Go through the entries one line at a time, and gather every line that has the word "compatible".
[Start of section]
impl SearchTask {
    /// A fresh `pending` task.
    pub fn new(
        name: impl Into<String>,
        criteria: TargetingCriteria,
        sources: Vec<SourceKind>,
        max_leads: usize,
    ) -> Self {
        Self {
            id: TaskId::new(),
            name: name.into(),
            criteria,
            sources,
            max_leads,
            status: TaskStatus::Pending,
            progress: 0.0,
            leads_found: 0,
            created_at: Utc::now(),
            completed_at: None,
            results_summary: None,
        }
    }

    fn transition(&mut self, next: TaskStatus) -> Result<()> {
        if !self.status.can_transition_to(next) {
            return Err(LeadScoutError::validation(format!(
                "task {} cannot move from {} to {}",
                self.id, self.status, next
            )));
        }
        self.status = next;
        Ok(())
    }

    pub fn mark_running(&mut self) -> Result<()> {
        self.transition(TaskStatus::Running)
    }

    /// Raise progress to `percent` (clamped to 100). Lower values are ignored.
    pub fn advance_progress(&mut self, percent: f64) {
        let percent = percent.min(100.0);
        if percent > self.progress {
            self.progress = percent;
        }
    }

    pub fn mark_completed(&mut self, leads_found: usize, report: SearchReport) -> Result<()> {
        self.transition(TaskStatus::Completed)?;
        self.progress = 100.0;
        self.leads_found = leads_found;
        self.completed_at = Some(Utc::now());
        self.results_summary = Some(ResultsSummary::Completed(report));
        Ok(())
    }

    /// Terminal failure. Progress stays at its last value.
    pub fn mark_failed(&mut self, error: impl Into<String>) -> Result<()> {
        self.transition(TaskStatus::Failed)?;
        self.completed_at = Some(Utc::now());
        self.results_summary = Some(ResultsSummary::Failed {
            error: error.into(),
        });
        Ok(())
    }
}

// ---------------------------------------------------------------------------
// Results summary
// ---------------------------------------------------------------------------

/// What a finished task reports back through `results_summary`.
#[derive(Debug, Clone, PartialEq, Serialize, Deserialize)]
#[serde(tag = "outcome", rename_all = "snake_case")]
pub enum ResultsSummary {
    Completed(SearchReport),
    Failed { error: String },
}

/// Aggregate report over the leads accepted by one run.
#[derive(Debug, Clone, PartialEq, Serialize, Deserialize)]
pub struct SearchReport {
    /// Candidates returned by all sources before dedup.
    pub raw_candidates: usize,
    /// Candidates remaining after dedup.
    pub unique_candidates: usize,
    pub total_leads: usize,
    pub tiers: TierCounts,
    pub average_score: f64,
    pub top_companies: Vec<CompanyCount>,
    /// One entry per requested source, in request order.
    pub sources: Vec<SourceReport>,
    pub narrative: Narrative,
}

#[derive(Debug, Clone, Copy, Default, PartialEq, Eq, Serialize, Deserialize)]
pub struct TierCounts {
    pub hot: usize,
    pub warm: usize,
    pub cold: usize,
    pub unqualified: usize,
}

impl TierCounts {
    pub fn record(&mut self, tier: QualityTier) {
        match tier {
            QualityTier::Hot => self.hot += 1,
            QualityTier::Warm => self.warm += 1,
            QualityTier::Cold => self.cold += 1,
            QualityTier::Unqualified => self.unqualified += 1,
        }
    }
}

#[derive(Debug, Clone, PartialEq, Eq, Serialize, Deserialize)]
pub struct CompanyCount {
    pub company: String,
    pub leads: usize,
}

/// Contribution of a single source attempt.
#[derive(Debug, Clone, PartialEq, Serialize, Deserialize)]
pub struct SourceReport {
    pub source: SourceKind,
    /// Result budget the source was asked for.
    pub budget: usize,
    pub candidates: usize,
    #[serde(default, skip_serializing_if = "Option::is_none")]
    pub error: Option<String>,
}

/// LLM narrative analysis, or an explicit marker that none is available.
#[derive(Debug, Clone, PartialEq, Serialize, Deserialize)]
#[serde(tag = "status", rename_all = "snake_case")]
pub enum Narrative {
    Available { analysis: serde_json::Value },
    Unavailable { reason: String },
}

impl Narrative {
    pub fn is_available(&self) -> bool {
        matches!(self, Self::Available { .. })
    }
}
//! Run reports: deterministic aggregates plus an optional LLM narrative.

use std::collections::HashMap;

use async_trait::async_trait;
use leadscout_shared::{
    CompanyCount, Lead, Narrative, Result, SearchReport, SourceReport, TargetingCriteria,
    TierCounts,
};
use tracing::warn;

/// Companies listed in a report's `top_companies`.
pub const TOP_COMPANIES: usize = 10;

/// Produces a free-form analysis of a run's leads.
#[async_trait]
pub trait Summarizer: Send + Sync {
    async fn summarize(
        &self,
        leads: &[Lead],
        criteria: &TargetingCriteria,
    ) -> Result<serde_json::Value>;
}

/// Counts collected while sourcing, before any lead exists.
#[derive(Debug, Clone, Default)]
pub struct RunStats {
    pub raw_candidates: usize,
    pub unique_candidates: usize,
    pub sources: Vec<SourceReport>,
}

/// Aggregate `leads` into a report. The narrative comes from `summarizer`
/// when one is given and succeeds; otherwise it is marked unavailable.
pub async fn build_report(
    leads: &[Lead],
    criteria: &TargetingCriteria,
    stats: RunStats,
    summarizer: Option<&dyn Summarizer>,
) -> SearchReport {
    let narrative = match summarizer {
        None => Narrative::Unavailable {
            reason: "no summarizer configured".into(),
        },
        Some(_) if leads.is_empty() => Narrative::Unavailable {
            reason: "no leads to analyze".into(),
        },
        Some(summarizer) => match summarizer.summarize(leads, criteria).await {
            Ok(analysis) => Narrative::Available { analysis },
            Err(e) => {
                warn!(error = %e, "summary generation failed");
                Narrative::Unavailable {
                    reason: e.to_string(),
                }
            }
        },
    };

    aggregate(leads, stats, narrative)
}

/// The deterministic part of a report.
pub fn aggregate(leads: &[Lead], stats: RunStats, narrative: Narrative) -> SearchReport {
    let mut tiers = TierCounts::default();
    for lead in leads {
        tiers.record(lead.quality_tier);
    }

    let average_score = if leads.is_empty() {
        0.0
    } else {
        let total: f64 = leads.iter().map(|l| l.quality_score).sum();
        round_tenth(total / leads.len() as f64)
    };

    SearchReport {
        raw_candidates: stats.raw_candidates,
        unique_candidates: stats.unique_candidates,
        total_leads: leads.len(),
        tiers,
        average_score,
        top_companies: top_companies(leads, TOP_COMPANIES),
        sources: stats.sources,
        narrative,
    }
}

/// Most frequent companies, ties broken by first appearance.
pub(crate) fn top_companies(leads: &[Lead], limit: usize) -> Vec<CompanyCount> {
    let mut order: Vec<&str> = Vec::new();
    let mut counts: HashMap<&str, usize> = HashMap::new();
    for lead in leads {
        let company = lead.company.trim();
        if company.is_empty() {
            continue;
        }
        let count = counts.entry(company).or_insert_with(|| {
            order.push(company);
            0
        });
        *count += 1;
    }

    let mut ranked: Vec<CompanyCount> = order
        .into_iter()
        .map(|company| CompanyCount {
            company: company.to_string(),
            leads: counts[company],
        })
        .collect();
    // Stable sort keeps first-seen order among equal counts.
    ranked.sort_by(|a, b| b.leads.cmp(&a.leads));
    ranked.truncate(limit);
    ranked
}

fn round_tenth(value: f64) -> f64 {
    (value * 10.0).round() / 10.0
}
//! File-backed source: candidates are read from `<dir>/<kind>.json`.

use std::path::{Path, PathBuf};

use async_trait::async_trait;
use leadscout_shared::{CandidateRecord, LeadScoutError, Result, SourceKind, TargetingCriteria};
use tracing::debug;

use crate::SourceSearch;

/// Serves candidates from a JSON array on disk, re-read on every search.
///
/// Candidates whose industry or location contradict the criteria are skipped;
/// candidates that leave those fields blank are kept.
#[derive(Debug, Clone)]
pub struct FixtureSource {
    kind: SourceKind,
    path: PathBuf,
}

impl FixtureSource {
    /// Source for `kind` reading `<dir>/<kind>.json`.
    pub fn new(kind: SourceKind, dir: &Path) -> Self {
        Self {
            kind,
            path: dir.join(format!("{}.json", kind.as_str())),
        }
    }

    pub fn path(&self) -> &Path {
        &self.path
    }

    async fn load(&self) -> Result<Vec<CandidateRecord>> {
        let content = tokio::fs::read_to_string(&self.path)
            .await
            .map_err(|e| LeadScoutError::io(&self.path, e))?;

        let entries: Vec<serde_json::Map<String, serde_json::Value>> =
            serde_json::from_str(&content).map_err(|e| {
                LeadScoutError::parse(format!("{}: {e}", self.path.display()))
            })?;

        entries
            .into_iter()
            .map(|mut entry| {
                entry.insert(
                    "source".into(),
                    serde_json::Value::String(self.kind.as_str().into()),
                );
                serde_json::from_value(serde_json::Value::Object(entry)).map_err(|e| {
                    LeadScoutError::parse(format!("{}: {e}", self.path.display()))
                })
            })
            .collect()
    }
}

#[async_trait]
impl SourceSearch for FixtureSource {
    fn kind(&self) -> SourceKind {
        self.kind
    }

    async fn search(
        &self,
        criteria: &TargetingCriteria,
        max_results: usize,
    ) -> Result<Vec<CandidateRecord>> {
        let all = self
            .load()
            .await
            .map_err(|e| LeadScoutError::source_failure(self.kind.as_str(), e.to_string()))?;
        let total = all.len();

        let matched: Vec<CandidateRecord> = all
            .into_iter()
            .filter(|c| compatible(c, criteria))
            .take(max_results)
            .collect();

        debug!(
            source = %self.kind,
            total,
            returned = matched.len(),
            "fixture search"
        );
        Ok(matched)
    }
}

fn compatible(candidate: &CandidateRecord, criteria: &TargetingCriteria) -> bool {
    let industry_ok = match (&candidate.industry, &criteria.industry) {
        (Some(have), Some(want)) => have.eq_ignore_ascii_case(want),
        _ => true,
    };
    let location_ok = match (&candidate.location, &criteria.location) {
        (Some(have), Some(want)) => have.to_lowercase().contains(&want.to_lowercase()),
        _ => true,
    };
    industry_ok && location_ok
}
[End of section]
ANSWER BELOW.
            .filter(|c| compatible(c, criteria))
fn compatible(candidate: &CandidateRecord, criteria: &TargetingCriteria) -> bool {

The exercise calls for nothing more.